Here is another finish.....tickled to have it done. Fall is my favorite time of year.


----------



## Gretchen Ann (Aug 30, 2010)

Very pretty and definitely autumn colored. Will you use it as a table runner? How did you finish the black wool edge? Is there a second layer underneath? 

I have done very little wool work. I have a project I wanted to work on this summer, but it didn't happen. Maybe next summer.


----------



## FarmChix (Mar 3, 2013)

Just a homespun backing. It will be a centerpiece on the dining room table. I have a hand-carved wooden bowl that will sit on it...full of mini gourds, etc. Wool is a lot of fun to work with and very addicting.


----------



## Gretchen Ann (Aug 30, 2010)

That's all I need, another addicting hobby!


----------



## Mrs. Thankful (Dec 4, 2013)

I really like this. Did you use a pattern or was this your own design? 

I am so afraid to applique- how do you contain the frayed edges?

I think the colors and shapes are just so harvest-y! I love fall, great job


----------



## okiemom (May 12, 2002)

very nice. Fall is here football game last night was chilly at 55

I quilting but I want to do activities with others now as I am always at the house alone so sewing seems even more isolating currently. I wish I had a sewing "barn" so I could just have whoever stop by and quilt with me.


----------



## Gretchen Ann (Aug 30, 2010)

Okiemom, have you asked around if there are any quilt guilds in your area? I got involved in one 7 years ago and my life has changed. I've got lots of friends now who have interests similar to mine. You could ask at fabric stores, they might know.


----------



## FarmChix (Mar 3, 2013)

Mrs.
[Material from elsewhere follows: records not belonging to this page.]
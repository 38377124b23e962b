//! Failure classification.
//!
//! Maps a [`TransportError`] to an [`ErrorKind`] (and with it a status code)
//! by walking the error's source chain:
//!
//! | found in chain                                   | kind                |
//! |--------------------------------------------------|---------------------|
//! | `rustls::Error` (direct or nested in `io::Error`) | `TlsHandshake`      |
//! | `hyper::Error` parse / incomplete message        | `MalformedResponse` |
//! | `hyper::Error` timeout                           | `ReadTimeout`       |
//! | `io::ErrorKind::ConnectionRefused`               | `ConnectionRefused` |
//! | `io::ErrorKind::TimedOut`                        | `ConnectTimeout`    |
//! | `io::ErrorKind::{Host,Network}Unreachable`       | `Unreachable`       |
//! | connector "dns error"                            | `UnknownHost`       |
//!
//! A TLS finding anywhere wins; otherwise the outermost finding wins.

use std::error::Error as StdError;
use std::io;

use crate::error::{error_chain, ErrorKind, ProxyError};
use crate::net::transport::TransportError;

/// Classify a failed outbound call. The message is the full error chain.
pub fn classify(err: &TransportError) -> ProxyError {
    let kind = match err {
        TransportError::ReadTimeout(_) => ErrorKind::ReadTimeout,
        TransportError::Request(_) => ErrorKind::InvalidTargetUri,
        TransportError::Client(client) => classify_chain(client).unwrap_or(if client.is_connect() {
            ErrorKind::Unreachable
        } else {
            ErrorKind::UpstreamBody
        }),
    };
    ProxyError::new(kind, error_chain(err))
}

/// Classify an error that surfaced while reading the upstream body. The
/// response head was valid, so protocol errors here are body failures.
pub fn classify_body_error(err: &(dyn StdError + 'static)) -> ProxyError {
    let kind = match classify_chain(err) {
        Some(kind @ (ErrorKind::ReadTimeout | ErrorKind::TlsHandshake)) => kind,
        _ => ErrorKind::UpstreamBody,
    };
    ProxyError::new(kind, error_chain(err))
}

/// Kind of the most telling error in `err`'s source chain, if any.
pub fn classify_chain(err: &(dyn StdError + 'static)) -> Option<ErrorKind> {
    let mut found = None;
    let mut current = Some(err);
    while let Some(e) = current {
        match inspect(e) {
            Some(ErrorKind::TlsHandshake) => return Some(ErrorKind::TlsHandshake),
            Some(kind) if found.is_none() => found = Some(kind),
            _ => {}
        }
        current = e.source();
    }
    found
}

fn inspect(e: &(dyn StdError + 'static)) -> Option<ErrorKind> {
    if e.is::<rustls::Error>() {
        return Some(ErrorKind::TlsHandshake);
    }
    if let Some(err) = e.downcast_ref::<hyper::Error>() {
        if err.is_parse() || err.is_parse_status() || err.is_incomplete_message() {
            return Some(ErrorKind::MalformedResponse);
        }
        if err.is_timeout() {
            return Some(ErrorKind::ReadTimeout);
        }
        return None;
    }
    if let Some(err) = e.downcast_ref::<io::Error>() {
        return inspect_io(err);
    }
    if e.to_string().starts_with("dns error") {
        return Some(ErrorKind::UnknownHost);
    }
    None
}

fn inspect_io(err: &io::Error) -> Option<ErrorKind> {
    // io::Error::source() skips the wrapped payload, and hyper-rustls nests
    // one io::Error inside another, so unwrap payloads until none is left.
    let mut payload = err.get_ref();
    while let Some(inner) = payload {
        if inner.is::<rustls::Error>() {
            return Some(ErrorKind::TlsHandshake);
        }
        payload = inner.downcast_ref::<io::Error>().and_then(io::Error::get_ref);
    }
    match err.kind() {
        io::ErrorKind::ConnectionRefused => Some(ErrorKind::ConnectionRefused),
        io::ErrorKind::TimedOut => Some(ErrorKind::ConnectTimeout),
        io::ErrorKind::HostUnreachable
        | io::ErrorKind::NetworkUnreachable
        | io::ErrorKind::AddrNotAvailable => Some(ErrorKind::Unreachable),
        _ => None,
    }
}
Thankful said:


> I really like this. Did you use a pattern or was this your own design?
> 
> I am so afraid to applique- how do you contain the frayed edges?
> 
> I think the colors and shapes are just so harvest-y! I love fall, great job


It was a pattern from Primitive Gatherings. I blanket stitch the wool down. It really doesn't tend to fray after you stitch it. For the cattails, I used silk thread and stitched the leaves--they were too narrow to blanket stitch. A running stitch created their stems. Wool is very easy to design your own patterns with. Use coloring book shapes for whatever season you want to decorate with....cut them out with freezer paper....stitch them down. And voila! I blanket stitch the top to the back after I have the pattern all stitched down to hide the stitching. If you aren't comfortable with designing your own patterns, they are plentiful! 

I love hand work and I love keeping something cut out for car drives or when I have to suffer through something on TV that I wouldn't necessarily choose. I'm not a big TV person, and I cannot stand to sit still. So, I try to keep some hand work to do.


----------



## FarmChix (Mar 3, 2013)

okiemom said:


> very nice. Fall is here football game last night was chilly at 55
> 
> I quilting but I want to do activities with others now as I am always at the house alone so sewing seems even more isolating currently. I wish I had a sewing "barn" so I could just have whoever stop by and quilt with me.


If you were in Ohio, you could stop in and quilt with me anytime. It is not unusual for me to set up tables in the family room and have my girls over. I don't get much sewing done, because I am usually helping them. But, I enjoy it.


----------